{b}From Callum Sinclair, Legal Director at DLA Piper Scotland LLP{/b}
I believe 2012 will be the year where online business networks such as LinkedIn really begin to break through into the mainstream and start to deliver solid commissions/instructions and fee income. Up until now, we have largely seen members building networks of contacts and transferring contacts from address books/Outlook contacts, etc. Don’t get me wrong: some are doing this very effectively already, using the power of such online networks to full potential, having some fantastic enlightening discussions and winning work, but not across the board. I believe this will start to gather serious momentum in 2012 and will shortly thereafter become the norm. I also predict that we might start to see the first few attempts by individuals/group ‘owners’ in the UK to realise tangible value from commercialisation of networks and groups they have formed on LinkedIn and elsewhere online.

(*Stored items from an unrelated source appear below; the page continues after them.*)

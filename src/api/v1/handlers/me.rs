/*
 * Responsibility
 * - GET /me: gate が bind した claims をそのまま返す
 * - downstream consumer の見本: AuthCtx は extractor 経由の read-only
 */
use axum::{Json, response::IntoResponse};
use serde_json::json;

use crate::api::v1::extractors::AuthCtxExtractor;

pub async fn me(AuthCtxExtractor(ctx): AuthCtxExtractor) -> impl IntoResponse {
    Json(json!({
        "sub": ctx.subject(),
        "claims": ctx.claims,
    }))
}
use async_trait::async_trait;

use crate::services::cache::client::{CacheClient, CacheError, CacheResult};

/// Valkey/Redis-backed cache client.
///
/// Only the operations the revocation list needs are implemented (GET).
#[derive(Clone, Debug)]
pub struct ValkeyClient {
    manager: redis::aio::ConnectionManager,
}

impl ValkeyClient {
    // Create a Valkey client from a URL like `redis://localhost:6379`
    pub async fn new(url: &str) -> Result<Self, CacheError> {
        let client =
            redis::Client::open(url).map_err(|e| CacheError::BackendConnection(e.to_string()))?;

        let manager = client
            .get_connection_manager()
            .await
            .map_err(|e| CacheError::BackendConnection(e.to_string()))?;

        Ok(Self { manager })
    }
}

#[async_trait]
impl CacheClient for ValkeyClient {
    fn backend_name(&self) -> &'static str {
        "valkey"
    }

    async fn get_string(&self, key: &str) -> CacheResult<Option<String>> {
        // Use a clone of the connection manager
        let mut conn = self.manager.clone();

        let resp: Option<String> = redis::cmd("GET")
            .arg(key)
            .query_async(&mut conn)
            .await
            .map_err(|e| CacheError::BackendCommand(e.to_string()))?;

        Ok(resp)
    }
}
/*
 * Responsibility
 * - Handler から見える「認証済みコンテキスト」の型
 * - middleware が検証して request extensions に格納し、handler はこの型だけを受け取る
 *
 * Notes
 * - claims の中身は oracle が返した opaque なマップであり、ここでは解釈しない
 * - binding は optional 方式: gate が成功しない限り extensions に存在しない
 *   (downstream は extractor 経由で受け取り、無ければ 401)
 */

use crate::services::auth::Claims;

/// 認証済みのリクエストに付与されるコンテキスト
///
/// - gate が成功時に一度だけ書き込む。以後、変更も削除もされない
/// - handler / service 層は read-only consumer
#[derive(Debug, Clone)]
pub struct AuthCtx {
    pub claims: Claims,
}

impl AuthCtx {
    pub fn new(claims: Claims) -> Self {
        Self { claims }
    }

    /// `sub` claim (if the oracle provided one).
    pub fn subject(&self) -> Option<&str> {
        self.claims.subject()
    }
}
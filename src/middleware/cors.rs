//! CORS policy for browser clients.
//!
//! Note:
//! - CORS is enforced by browsers only; server-to-server callers are not
//!   restricted by it.
//! - Browser clients of a bearer-protected API send the `Authorization`
//!   header cross-origin, so it must be allowed explicitly.
//!
//! Policy:
//! - Development: permissive (Allow-Origin: *), WITHOUT credentials.
//! - Production: allowlist origins from Config (comma-separated env var),
//!   WITHOUT credentials.

use axum::Router;
use axum::http::{HeaderValue, Method, header};
use tower_http::cors::{AllowOrigin, Any, CorsLayer};

use crate::config::Config;

/// Apply CORS policy to the given Router.
///
/// IMPORTANT:
/// - Do not combine wildcard origin (`Any`) with `allow_credentials(true)`.
pub fn apply(router: Router, config: &Config) -> Router {
    let cors = if config.app_env.is_production() {
        // Production: allow only configured origins (exact match). An empty
        // allowlist intentionally allows none, which is safer than
        // accidentally allowing all.
        let allowed: Vec<HeaderValue> = config
            .cors_allowed_origins
            .iter()
            .filter_map(|s| HeaderValue::from_str(s).ok())
            .collect();

        let allow_origin = AllowOrigin::predicate(move |origin: &HeaderValue, _req| {
            allowed.iter().any(|v| v == origin)
        });

        CorsLayer::new().allow_origin(allow_origin)
    } else {
        // Development: permissive (no credentials)
        CorsLayer::new().allow_origin(Any)
    }
    .allow_methods([Method::GET, Method::POST, Method::OPTIONS])
    .allow_headers([header::AUTHORIZATION, header::CONTENT_TYPE]);

    router.layer(cors)
}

{b}From Laurie Kaye of Laurence Kaye Solicitors{/b}
1. The term ‘Transmedia’, the child of multimedia, will enter the lexicon of digital media. It’s a phrase I recently heard Jeff Gomez (Starlight Runner) use, to get people to think about stories and narratives rather than formats. It is the notion of stories or narratives being expressed across a range of platforms in ways suited to each platform, whether as an online game, book, interactive site, film, TV programme or otherwise. This new thinking applies to the entire process from creation through to business and contractual models.
2. Competition and anti-trust law will be at the top of Amazon, Google and Apple’s legal agenda.
3. The forthcoming EU review of the Data Protection Directive will spur industry into making data protection compliance easier and more effective. (A hope or an expectation?).
4. The biggest challenge – and opportunity – in the creative industries is creating new, innovative business models.
5. The real value of the Hargreaves’ big idea – the Digital Copyright Exchange – will be in driving all the media and technology industries to work collaboratively to develop standards so that all the different rights exchanges – film, music, publishing etc. – can speak to each other ‘machine to machine’. This is the key to solving problems of rights clearance and unleashing the potential of new digital content services.
6. I used to think about ABS as just being about my car’s braking system. No more.
{b}From Duncan Ogilvy, Partner at Mills & Reeve LLP{/b}
Economic imperatives and technological advances will make this the year when on-line collaboration between clients, their lawyers and others moves from the preserve of mega complex matters to the normal way to do business.’